Divide wall and main function

 The divide wall:

1. The divide wall is a masonry or concrete wall constructed at a right angle to the axis of the weir.

2.The divide wall extends on the upstream side beyond the beginning of the canal head regulator; and on the downstream side, it extends up to the end of the loose protection of the under-sluices.

3.The divide wall is a long wall constructed at right angles in the weir or barrage, it may be constructed with stone masonry or cement concrete. On the upstream side, the wall is extended just to cover the canal head regulator and on the downstream side, it is extended up to the launching aprons.

The main functions of the divide walls:

1. It separates the ‘under-sluices’ with lower crest level from the ‘weir proper’ with higher crest level.

2. It helps in providing a comparatively less turbulent pocket near the canal head regulator, resulting in deposition of silt in this pocket and, thus, to help in the entry of silt-free water into the canal.

3. It helps to keep cross-current, if any, away from the weir.

Fish Ladder 

It is a device by which the flow energy can be dissipated in such a manner as to provide smooth flow at sufficiently low velocity, not exceeding 3 to 3.5 m/s.

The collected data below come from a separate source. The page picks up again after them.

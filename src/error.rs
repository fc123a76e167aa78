//! Error types for subagent.
//!
//! The `Error` enum is `#[non_exhaustive]` to allow adding new variants
//! without breaking changes.

use crate::value::ValueKind;

/// Result type alias using the library's Error type.
pub type Result<T> = std::result::Result<T, Error>;

/// OID parse/resolution error kinds.
#[derive(Debug, Clone, Copy, PartialEq, Eq)]
pub enum OidErrorKind {
    /// Empty OID string.
    Empty,
    /// Symbolic name could not be resolved against the loaded MIBs.
    Unresolved,
    /// A dotted component is not a non-negative integer.
    InvalidComponent,
    /// OID has too many arcs (exceeds MAX_OID_LEN).
    TooManyArcs { count: usize, max: usize },
}

impl std::fmt::Display for OidErrorKind {
    fn fmt(&self, f: &mut std::fmt::Formatter<'_>) -> std::fmt::Result {
        match self {
            Self::Empty => write!(f, "empty OID"),
            Self::Unresolved => write!(f, "symbolic name not resolved"),
            Self::InvalidComponent => write!(f, "component is not a non-negative integer"),
            Self::TooManyArcs { count, max } => {
                write!(f, "OID has {} arcs, exceeds maximum {}", count, max)
            }
        }
    }
}

/// SNMP error status codes (RFC 3416).
///
/// Handler stages short-circuit with one of these; the engine maps them
/// onto the response PDU.
#[derive(Debug, Clone, Copy, PartialEq, Eq)]
#[non_exhaustive]
pub enum ErrorStatus {
    NoError,
    TooBig,
    NoSuchName,
    BadValue,
    ReadOnly,
    GenErr,
    NoAccess,
    WrongType,
    WrongLength,
    WrongEncoding,
    WrongValue,
    NoCreation,
    InconsistentValue,
    ResourceUnavailable,
    CommitFailed,
    UndoFailed,
    AuthorizationError,
    NotWritable,
    InconsistentName,
    /// Unknown/future error status code.
    Unknown(i32),
}

impl ErrorStatus {
    /// Create from raw status code.
    pub fn from_i32(value: i32) -> Self {
        match value {
            0 => Self::NoError,
            1 => Self::TooBig,
            2 => Self::NoSuchName,
            3 => Self::BadValue,
            4 => Self::ReadOnly,
            5 => Self::GenErr,
            6 => Self::NoAccess,
            7 => Self::WrongType,
            8 => Self::WrongLength,
            9 => Self::WrongEncoding,
            10 => Self::WrongValue,
            11 => Self::NoCreation,
            12 => Self::InconsistentValue,
            13 => Self::ResourceUnavailable,
            14 => Self::CommitFailed,
            15 => Self::UndoFailed,
            16 => Self::AuthorizationError,
            17 => Self::NotWritable,
            18 => Self::InconsistentName,
            other => Self::Unknown(other),
        }
    }

    /// Convert to raw status code.
    pub fn as_i32(&self) -> i32 {
        match self {
            Self::NoError => 0,
            Self::TooBig => 1,
            Self::NoSuchName => 2,
            Self::BadValue => 3,
            Self::ReadOnly => 4,
            Self::GenErr => 5,
            Self::NoAccess => 6,
            Self::WrongType => 7,
            Self::WrongLength => 8,
            Self::WrongEncoding => 9,
            Self::WrongValue => 10,
            Self::NoCreation => 11,
            Self::InconsistentValue => 12,
            Self::ResourceUnavailable => 13,
            Self::CommitFailed => 14,
            Self::UndoFailed => 15,
            Self::AuthorizationError => 16,
            Self::NotWritable => 17,
            Self::InconsistentName => 18,
            Self::Unknown(code) => *code,
        }
    }
}

impl std::fmt::Display for ErrorStatus {
    fn fmt(&self, f: &mut std::fmt::Formatter<'_>) -> std::fmt::Result {
        match self {
            Self::NoError => write!(f, "noError"),
            Self::TooBig => write!(f, "tooBig"),
            Self::NoSuchName => write!(f, "noSuchName"),
            Self::BadValue => write!(f, "badValue"),
            Self::ReadOnly => write!(f, "readOnly"),
            Self::GenErr => write!(f, "genErr"),
            Self::NoAccess => write!(f, "noAccess"),
            Self::WrongType => write!(f, "wrongType"),
            Self::WrongLength => write!(f, "wrongLength"),
            Self::WrongEncoding => write!(f, "wrongEncoding"),
            Self::WrongValue => write!(f, "wrongValue"),
            Self::NoCreation => write!(f, "noCreation"),
            Self::InconsistentValue => write!(f, "inconsistentValue"),
            Self::ResourceUnavailable => write!(f, "resourceUnavailable"),
            Self::CommitFailed => write!(f, "commitFailed"),
            Self::UndoFailed => write!(f, "undoFailed"),
            Self::AuthorizationError => write!(f, "authorizationError"),
            Self::NotWritable => write!(f, "notWritable"),
            Self::InconsistentName => write!(f, "inconsistentName"),
            Self::Unknown(code) => write!(f, "unknown({})", code),
        }
    }
}

/// Library error type.
#[derive(Debug, thiserror::Error)]
#[non_exhaustive]
pub enum Error {
    /// OID text could not be parsed or resolved.
    #[error("invalid OID {input:?}: {kind}")]
    InvalidOid { input: Box<str>, kind: OidErrorKind },

    /// Registration attempted after the agent left the registration phase.
    #[error("attempt to register SNMP object {oidstr:?} after agent has been started")]
    RegistrationAfterStart { oidstr: Box<str> },

    /// Fatal first-attempt connection failure.
    #[error(
        "error connecting to master agent at {target:?} -- incorrect master socket or snmpd not running?"
    )]
    ConnectionFailed { target: String },

    /// A column number was defined twice on the same table.
    #[error("table {table:?} already defines column {column}")]
    DuplicateColumn { table: String, column: u32 },

    /// A cell operation named a column the table never declared.
    #[error("table {table:?} has no column {column}")]
    UnknownColumn { table: String, column: u32 },

    /// A value's kind disagrees with the declared kind.
    #[error("type mismatch: expected {expected}, got {actual}")]
    TypeMismatch {
        expected: ValueKind,
        actual: ValueKind,
    },

    /// An index tuple does not match the table's declared index columns.
    #[error("table {table:?} declares {expected} index columns, got {actual}")]
    IndexMismatch {
        table: String,
        expected: usize,
        actual: usize,
    },

    /// No row matches the given index.
    #[error("no row with index {index:?} in table {table:?}")]
    RowNotFound { table: String, index: String },

    /// A row with the same canonical index already exists.
    #[error("row with index {index:?} already exists in table {table:?}")]
    DuplicateIndex { table: String, index: String },

    /// An underlying engine call returned a non-zero result code.
    #[error("{operation} failed with error code {code}")]
    AgentOperation { operation: &'static str, code: i32 },
}

impl Error {
    /// Create an invalid OID error with the input text that failed.
    pub fn invalid_oid(input: impl Into<Box<str>>, kind: OidErrorKind) -> Self {
        Self::InvalidOid {
            input: input.into(),
            kind,
        }
    }

    /// Create an engine-operation error from a result code.
    pub fn operation(operation: &'static str, code: i32) -> Self {
        Self::AgentOperation { operation, code }
    }
}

A narrow opening including suitable baffles or staggering devices in it is provided adjacent to the divider wall.

The fish ladder is provided just by the side of the divide wall for the free movement of fishes. Rivers are an important source of fishes.

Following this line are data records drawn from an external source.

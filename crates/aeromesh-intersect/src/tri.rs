//! Triangle-triangle intersection with intersection line.
//!
//! Möller's interval-overlap test, extended to report the actual segment
//! where the two triangles cross. The planar quad-quad stage of the
//! intersection engine runs each quad's two corner triangles through this
//! routine.

use aeromesh_math::Point3;

/// Distances below this count as "on the plane". Keeps the sign test from
/// flipping on roundoff when a vertex sits exactly on the other plane.
const EPS: f64 = 1e-10;

/// Outcome of a triangle-triangle intersection query.
#[derive(Debug, Clone, PartialEq)]
pub enum TriTriIsect {
    /// The triangles do not cross.
    None,
    /// The triangles lie in the same plane. The engine discards these:
    /// coplanar patch overlap is not a transverse intersection curve.
    Coplanar,
    /// The triangles cross along this segment (possibly zero-length at a
    /// touch point).
    Segment(Point3, Point3),
}

/// Interval of the intersection line covered by one triangle, with the 3D
/// points at its ends.
struct Interval {
    lo: f64,
    hi: f64,
    p_lo: Point3,
    p_hi: Point3,
}

impl Interval {
    fn sorted(t0: f64, t1: f64, p0: Point3, p1: Point3) -> Self {
        if t0 > t1 {
            Interval {
                lo: t1,
                hi: t0,
                p_lo: p1,
                p_hi: p0,
            }
        } else {
            Interval {
                lo: t0,
                hi: t1,
                p_lo: p0,
                p_hi: p1,
            }
        }
    }
}

/// Where the edges `v0-v1` and `v0-v2` cross the other plane: `v0` is the
/// lone vertex on its side, `d*` the signed plane distances, `t*` the
/// projections onto the intersection-line axis.
#[allow(clippy::too_many_arguments)]
fn cross_edges(
    v0: &Point3,
    v1: &Point3,
    v2: &Point3,
    t0: f64,
    t1: f64,
    t2: f64,
    d0: f64,
    d1: f64,
    d2: f64,
) -> Interval {
    let f1 = d0 / (d0 - d1);
    let a = t0 + (t1 - t0) * f1;
    let pa = v0 + (v1 - v0) * f1;

    let f2 = d0 / (d0 - d2);
    let b = t0 + (t2 - t0) * f2;
    let pb = v0 + (v2 - v0) * f2;

    Interval::sorted(a, b, pa, pb)
}

/// Build the triangle's interval on the intersection line, isolating the
/// vertex that lies alone on one side of the other plane. `None` means all
/// three distances vanished (coplanar).
#[allow(clippy::too_many_arguments)]
fn compute_interval(
    v0: &Point3,
    v1: &Point3,
    v2: &Point3,
    t0: f64,
    t1: f64,
    t2: f64,
    d0: f64,
    d1: f64,
    d2: f64,
) -> Option<Interval> {
    if d0 * d1 > 0.0 {
        // d2 alone on the other side
        Some(cross_edges(v2, v0, v1, t2, t0, t1, d2, d0, d1))
    } else if d0 * d2 > 0.0 {
        Some(cross_edges(v1, v0, v2, t1, t0, t2, d1, d0, d2))
    } else if d1 * d2 > 0.0 || d0 != 0.0 {
        Some(cross_edges(v0, v1, v2, t0, t1, t2, d0, d1, d2))
    } else if d1 != 0.0 {
        Some(cross_edges(v1, v0, v2, t1, t0, t2, d1, d0, d2))
    } else if d2 != 0.0 {
        Some(cross_edges(v2, v0, v1, t2, t0, t1, d2, d0, d1))
    } else {
        None
    }
}

/// Intersect triangles `(v0, v1, v2)` and `(u0, u1, u2)`, reporting the
/// crossing segment when they intersect transversally.
pub fn tri_tri_intersect_line(
    v0: &Point3,
    v1: &Point3,
    v2: &Point3,
    u0: &Point3,
    u1: &Point3,
    u2: &Point3,
) -> TriTriIsect {
    // Plane of triangle V; signed distances of triangle U's vertices.
    let n_v = (v1 - v0).cross(&(v2 - v0));
    let d_v = -n_v.dot(&v0.coords);
    let mut du0 = n_v.dot(&u0.coords) + d_v;
    let mut du1 = n_v.dot(&u1.coords) + d_v;
    let mut du2 = n_v.dot(&u2.coords) + d_v;
    if du0.abs() < EPS {
        du0 = 0.0;
    }
    if du1.abs() < EPS {
        du1 = 0.0;
    }
    if du2.abs() < EPS {
        du2 = 0.0;
    }
    if du0 * du1 > 0.0 && du0 * du2 > 0.0 {
        return TriTriIsect::None;
    }

    // Plane of triangle U; signed distances of triangle V's vertices.
    let n_u = (u1 - u0).cross(&(u2 - u0));
    let d_u = -n_u.dot(&u0.coords);
    let mut dv0 = n_u.dot(&v0.coords) + d_u;
    let mut dv1 = n_u.dot(&v1.coords) + d_u;
    let mut dv2 = n_u.dot(&v2.coords) + d_u;
    if dv0.abs() < EPS {
        dv0 = 0.0;
    }
    if dv1.abs() < EPS {
        dv1 = 0.0;
    }
    if dv2.abs() < EPS {
        dv2 = 0.0;
    }
    if dv0 * dv1 > 0.0 && dv0 * dv2 > 0.0 {
        return TriTriIsect::None;
    }

    // Direction of the intersection line; project on its dominant axis.
    let dir = n_v.cross(&n_u);
    let axis = {
        let (ax, ay, az) = (dir.x.abs(), dir.y.abs(), dir.z.abs());
        if ax >= ay && ax >= az {
            0
        } else if ay >= az {
            1
        } else {
            2
        }
    };

    let iv = compute_interval(
        v0, v1, v2, v0[axis], v1[axis], v2[axis], dv0, dv1, dv2,
    );
    let iu = compute_interval(
        u0, u1, u2, u0[axis], u1[axis], u2[axis], du0, du1, du2,
    );
    let (iv, iu) = match (iv, iu) {
        (Some(iv), Some(iu)) => (iv, iu),
        _ => return TriTriIsect::Coplanar,
    };

    if iv.hi < iu.lo || iu.hi < iv.lo {
        return TriTriIsect::None;
    }

    // Shared interval: start at the larger lo, end at the smaller hi.
    let start = if iu.lo > iv.lo { iu.p_lo } else { iv.p_lo };
    let end = if iu.hi < iv.hi { iu.p_hi } else { iv.p_hi };
    TriTriIsect::Segment(start, end)
}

There are various types of fish in the river. The nature of the fish varies from type to type. But in general, the tendency of fish is to move from upstream to downstream in winters and from downstream to upstream in monsoons. This movement is essential for their survival. Due to the construction of the weir or barrage, this movement gets obstructed and is detrimental to the fishes.

In the fish ladder, the fable walls are constructed in a zigzag manner so that the velocity of flow within the ladder does not exceed 3 m/sec

The width, length, and height of the fish ladder depend on the nature of the river and the type of the weir or barrage.

fish ladder,
fish ladder,

Canal Head Regulator or Head sluices

A structure which is constructed at the head of the canal to regulate flow of water is known as canal head regulator. It consists of a number of piers which divide the total width of the canal into a number of spans which are known as bays. The piers consist of number tiers on which the adjustable gates are placed.

The gates are operated form the top by suitable mechanical device. A platform is provided on the top of the piers for the facility of operating the gates. Again some piers are constructed on the down stream side of the canal head to support the roadway.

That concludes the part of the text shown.